FIG. 1. Flow chart of the study showing the impact of hot flashes on health-related quality of life.

Oral or transdermal estrogen is a drug of choice for hot flashes and other menopausal symptoms. Estrogen-only therapy is applicable for hysterectomized women, whereas nonhysterectomized women must combine estrogen with a progestin for endometrial protection. Progestin may, however, oppose or even eliminate the positive effects of estrogen.9,10 In this regard, medroxyprogesterone acetate (MPA), which was combined with conjugated equine estrogens in the Women’s Health Initiative trial,8 has been most discussed because MPA may worsen cognitive function.11 The effect of different hormonal regimens on HRQL is poorly understood. We analyzed the impact of hot flashes on HRQL, general health, and sexual well-being within the first 6 to 36 months after menopause.
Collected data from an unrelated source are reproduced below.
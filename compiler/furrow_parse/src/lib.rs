//! Table-driven LALR parsing for the Furrow front end.
//!
//! The engine runs generator-produced parse tables over a [`TokenSource`],
//! calling a [`Reducer`] for every reduction. Reductions get a
//! [`ParserSupport`] holding the scope chain and diagnostics, so variable
//! addresses are resolved while the tree is built.
//!
//! Syntax errors are recovered yacc-style through `error` productions in the
//! grammar; only irrecoverable ones end the parse.

mod config;
mod engine;
mod error;
mod production;
mod recovery;
mod result;
mod source;
mod stack;
mod support;
pub mod tables;
pub mod trace;

pub use config::ParserConfig;
pub use engine::Parser;
pub use error::{format_expected, ParseError, SyntaxError, TableError};
pub use production::{reducer_fn, FnReducer, Production, Reducer};
pub use recovery::RECOVERY_BUDGET;
pub use result::ParseResult;
pub use source::{TokenSource, VecTokenSource};
pub use stack::{ParseStack, INITIAL_CAPACITY};
pub use support::ParserSupport;
pub use tables::{ParseTables, RuleId, StateId, TableArrays, TableBuilder};
pub use trace::{ParseTrace, RecordingTrace, TraceEvent, TracingTrace};

use std::sync::Once;

use furrow_ir::SharedInterner;

/// Parse `source` to completion with a fresh parser and support context.
pub fn parse<V, S, R>(
    tables: &ParseTables,
    config: ParserConfig,
    interner: SharedInterner,
    source: &mut S,
    reducer: &mut R,
) -> Result<ParseResult<V>, ParseError>
where
    S: TokenSource<Value = V> + ?Sized,
    R: Reducer<V> + ?Sized,
{
    let mut parser = Parser::with_config(tables, &config);
    let mut support = ParserSupport::new(config, interner)?;
    let root = parser.parse(source, reducer, &mut support)?;
    Ok(support.finish(root))
}

static TRACING_INIT: Once = Once::new();

/// Install a `tracing` subscriber filtered by `RUST_LOG`.
///
/// Does nothing unless `RUST_LOG` is set, and leaves an already installed
/// global subscriber in place. Safe to call more than once.
pub fn init_tracing() {
    TRACING_INIT.call_once(|| {
        use tracing_subscriber::{fmt, prelude::*, EnvFilter};

        if std::env::var("RUST_LOG").is_err() {
            return;
        }
        let filter = EnvFilter::from_default_env();
        // An embedding program may already own the global subscriber.
        if let Err(err) = tracing_subscriber::registry()
            .with(fmt::layer().with_target(true).with_level(true))
            .with(filter)
            .try_init()
        {
            tracing::debug!(%err, "keeping the existing tracing subscriber");
        }
    });
}
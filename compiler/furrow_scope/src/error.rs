//! Scope chain errors.

use crate::ScopeId;

/// Misuse of the scope chain by reduction actions.
#[derive(Debug, Clone, PartialEq, Eq, thiserror::Error)]
pub enum ScopeError {
    /// `pop` was called with only the chain's base scope left.
    #[error("unbalanced scope pop: scope {0:?} is the base of the chain")]
    PopBase(ScopeId),

    /// A scope ran out of 16-bit slot numbers.
    #[error("scope {scope:?} already holds the maximum of {max} variables")]
    TooManyVariables { scope: ScopeId, max: usize },

    /// Nesting exceeded the 16-bit depth field of a variable address.
    #[error("scope nesting exceeds {max} levels")]
    TooDeep { max: usize },
}
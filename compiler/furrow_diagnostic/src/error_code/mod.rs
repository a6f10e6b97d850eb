//! Error codes for all front-end diagnostics.
//!
//! Format: E#### / W#### where the first digit indicates the phase:
//! - E1xxx: Parser (automaton) errors
//! - E2xxx: Semantic errors raised while reducing (scope, arguments)
//! - E9xxx: Internal errors (bad tables, unbalanced scopes)
//! - W1xxx / W2xxx: Parser and semantic warnings

use std::fmt;

/// Error codes for all front-end diagnostics.
#[derive(Copy, Clone, Eq, PartialEq, Hash, Debug)]
pub enum ErrorCode {
    // Parser Errors (E1xxx)
    /// Syntax error; the parser attempts recovery
    E1001,
    /// Irrecoverable syntax error: recovery exhausted the state stack
    E1002,
    /// Irrecoverable syntax error at end-of-file
    E1003,
    /// Token source failure
    E1004,

    // Semantic Errors (E2xxx)
    /// Duplicated argument name
    E2001,
    /// Formal argument must be a local variable
    E2002,
    /// Generic compile error raised by a reduction action
    E2003,

    // Internal Errors (E9xxx)
    /// Malformed parse tables
    E9001,
    /// Unbalanced scope push/pop
    E9002,
    /// Too many errors
    E9003,

    // Parser Warnings (W1xxx)
    /// Generic parser warning
    W1001,

    // Semantic Warnings (W2xxx)
    /// Shadowing outer local variable
    W2001,
}

impl ErrorCode {
    /// All code variants, for exhaustive testing.
    pub const ALL: &[ErrorCode] = &[
        ErrorCode::E1001,
        ErrorCode::E1002,
        ErrorCode::E1003,
        ErrorCode::E1004,
        ErrorCode::E2001,
        ErrorCode::E2002,
        ErrorCode::E2003,
        ErrorCode::E9001,
        ErrorCode::E9002,
        ErrorCode::E9003,
        ErrorCode::W1001,
        ErrorCode::W2001,
    ];

    /// Get the code as a string (e.g., "E1001").
    pub fn as_str(&self) -> &'static str {
        match self {
            ErrorCode::E1001 => "E1001",
            ErrorCode::E1002 => "E1002",
            ErrorCode::E1003 => "E1003",
            ErrorCode::E1004 => "E1004",
            ErrorCode::E2001 => "E2001",
            ErrorCode::E2002 => "E2002",
            ErrorCode::E2003 => "E2003",
            ErrorCode::E9001 => "E9001",
            ErrorCode::E9002 => "E9002",
            ErrorCode::E9003 => "E9003",
            ErrorCode::W1001 => "W1001",
            ErrorCode::W2001 => "W2001",
        }
    }

    /// Short description used by `--explain`-style listings.
    pub fn description(&self) -> &'static str {
        match self {
            ErrorCode::E1001 => "syntax error",
            ErrorCode::E1002 => "irrecoverable syntax error",
            ErrorCode::E1003 => "irrecoverable syntax error at end-of-file",
            ErrorCode::E1004 => "token source failure",
            ErrorCode::E2001 => "duplicated argument name",
            ErrorCode::E2002 => "formal argument must be a local variable",
            ErrorCode::E2003 => "compile error",
            ErrorCode::E9001 => "malformed parse tables",
            ErrorCode::E9002 => "unbalanced scope push/pop",
            ErrorCode::E9003 => "too many errors",
            ErrorCode::W1001 => "parser warning",
            ErrorCode::W2001 => "shadowing outer local variable",
        }
    }

    /// Check if this is a parser (automaton) error.
    pub fn is_parser_error(&self) -> bool {
        self.as_str().starts_with("E1")
    }

    /// Check if this is an internal error.
    pub fn is_internal_error(&self) -> bool {
        self.as_str().starts_with("E9")
    }

    /// Check if this is a warning code.
    pub fn is_warning(&self) -> bool {
        self.as_str().starts_with('W')
    }
}

impl fmt::Display for ErrorCode {
    fn fmt(&self, f: &mut fmt::Formatter<'_>) -> fmt::Result {
        write!(f, "{}", self.as_str())
    }
}
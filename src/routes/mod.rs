// Route exports
pub mod matches;

use actix_web::{error, web, HttpRequest, HttpResponse};
use crate::models::ErrorResponse;

pub use matches::AppState;

pub fn configure_routes(cfg: &mut web::ServiceConfig) {
    cfg.service(
        web::scope("/api/v1")
            .configure(matches::configure),
    );
}

/// JSON config returning payload errors as JSON 400 responses
pub fn json_config() -> web::JsonConfig {
    web::JsonConfig::default()
        .limit(4 * 1024 * 1024)
        .error_handler(handle_json_payload_error)
}

fn handle_json_payload_error(err: error::JsonPayloadError, req: &HttpRequest) -> error::Error {
    tracing::info!("JSON payload error on {}: {}", req.path(), err);
    let body = ErrorResponse {
        error: "invalid_json".to_string(),
        message: format!("Invalid JSON: {}", err),
        status_code: 400,
    };
    error::InternalError::from_response(err, HttpResponse::BadRequest().json(body)).into()
}
use actix_cors::Cors;
use actix_web::{middleware, web, App, HttpServer};
use resale_match::config::Settings;
use resale_match::core::MatchingEngine;
use resale_match::routes::{self, AppState};
use resale_match::services::{CatalogStore, InMemoryCatalog, ProductService};
use std::sync::Arc;
use tracing::{error, info};
use tracing_subscriber::EnvFilter;

fn init_tracing(default_level: &str, format: &str) {
    let filter = EnvFilter::try_from_default_env()
        .unwrap_or_else(|_| EnvFilter::new(default_level));

    let subscriber = tracing_subscriber::fmt()
        .with_env_filter(filter)
        .with_target(false)
        .with_level(true);

    if format == "pretty" {
        subscriber.pretty().init();
    } else {
        subscriber.init();
    }
}

#[actix_web::main]
async fn main() -> std::io::Result<()> {
    // Load .env file if present
    dotenv::dotenv().ok();

    let settings = Settings::load().map_err(|e| {
        eprintln!("Failed to load configuration: {}", e);
        std::io::Error::new(std::io::ErrorKind::InvalidInput, e.to_string())
    })?;

    let log_level = std::env::var("LOG_LEVEL").unwrap_or_else(|_| settings.logging.level.clone());
    let log_format = std::env::var("LOG_FORMAT").unwrap_or_else(|_| settings.logging.format.clone());
    init_tracing(&log_level, &log_format);

    info!("Starting Resale Match service...");

    // A misconfigured weight set must never run
    let weights = settings.scoring_weights();
    let engine = MatchingEngine::new(weights, settings.matching.min_confidence, Vec::<String>::new())
        .map_err(|e| {
            error!("Invalid matching configuration: {}", e);
            std::io::Error::new(std::io::ErrorKind::InvalidInput, e.to_string())
        })?;

    info!(
        "Matching engine initialized with weights: {:?}, threshold: {}%",
        weights,
        engine.min_confidence()
    );

    let products = match &settings.catalog.path {
        Some(path) => {
            let catalog = InMemoryCatalog::load(path).map_err(|e| {
                error!("Failed to load catalog from {}: {}", path, e);
                std::io::Error::new(std::io::ErrorKind::InvalidData, e.to_string())
            })?;
            let catalog: Arc<dyn CatalogStore> = Arc::new(catalog);
            Some(ProductService::new(catalog))
        }
        None => {
            info!("No catalog configured, products must be supplied per request");
            None
        }
    };

    let app_state = AppState {
        engine,
        products,
        max_listings: settings.matching.max_listings,
    };

    let host = settings.server.host.clone();
    let port = settings.server.port;
    let workers = settings.server.workers.unwrap_or(4);

    info!("Starting HTTP server on {}:{}", host, port);

    HttpServer::new(move || {
        App::new()
            .app_data(web::Data::new(app_state.clone()))
            .app_data(routes::json_config())
            .wrap(Cors::permissive())
            .wrap(middleware::Logger::default())
            .wrap(middleware::Compress::default())
            .configure(routes::configure_routes)
    })
    .workers(workers)
    .bind((host, port))?
    .run()
    .await
}
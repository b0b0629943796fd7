use crate::models::{Listing, Product};

/// Score of one signal (0-100) with a human-readable reason
#[derive(Debug, Clone, PartialEq)]
pub struct SignalScore {
    pub score: f64,
    pub reason: String,
}

impl SignalScore {
    pub fn new(score: f64, reason: impl Into<String>) -> Self {
        Self {
            score: score.clamp(0.0, 100.0),
            reason: reason.into(),
        }
    }

    pub fn pass(reason: impl Into<String>) -> Self {
        Self::new(100.0, reason)
    }

    pub fn reject(reason: impl Into<String>) -> Self {
        Self::new(0.0, reason)
    }
}

/// A single independent signal evaluated for a (listing, product) pair
///
/// Implementations must be pure: the same inputs always give the same score.
pub trait SignalMatcher: Send + Sync + std::fmt::Debug {
    fn score(&self, listing: &Listing, product: &Product) -> SignalScore;
}
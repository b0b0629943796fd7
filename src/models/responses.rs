use serde::{Deserialize, Serialize};
use crate::core::MatchStats;
use crate::models::domain::MatchRecord;

/// Response for the match endpoint
#[derive(Debug, Clone, Serialize, Deserialize)]
pub struct MatchListingsResponse {
    pub run_id: String,
    pub matches: Vec<MatchRecord>,
    pub stats: MatchStats,
}

/// Health check response
#[derive(Debug, Clone, Serialize, Deserialize)]
pub struct HealthResponse {
    pub status: String,
    pub version: String,
    pub timestamp: chrono::DateTime<chrono::Utc>,
    pub catalog_products: usize,
}

/// Error response
#[derive(Debug, Clone, Serialize, Deserialize)]
pub struct ErrorResponse {
    pub error: String,
    pub message: String,
    pub status_code: u16,
}

#[derive(Debug, Clone, Serialize, Deserialize)]
pub struct BrandsResponse {
    pub brands: Vec<String>,
}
The women were classified into those with or without hot flashes and treated with transdermal or oral HT, with or without MPA, in a randomized placebo-controlled trial for 6 months to see how the treatments affect life quality variables in these women. METHODS Study population A total of 150 postmenopausal women (mean [SD] age, 53.2 [0.2] y; mean [SD] time since menopause, 19.5 [0.8] mo) were included in the trial, as reported previously.12 The women received oral and written information about the study, and they all agreed to take part in the forthcoming HT trial regardless of their symptoms. This study was approved by the Helsinki University Women’s Hospital ethics committee and registered with the National Agency for Medicine (EudraCT 2004-005091-16) and the US National Institutes of Health Clinical Registry (NCT00668603). The study was conducted according to the principles of Good Clinical Practice and the Declaration of Helsinki.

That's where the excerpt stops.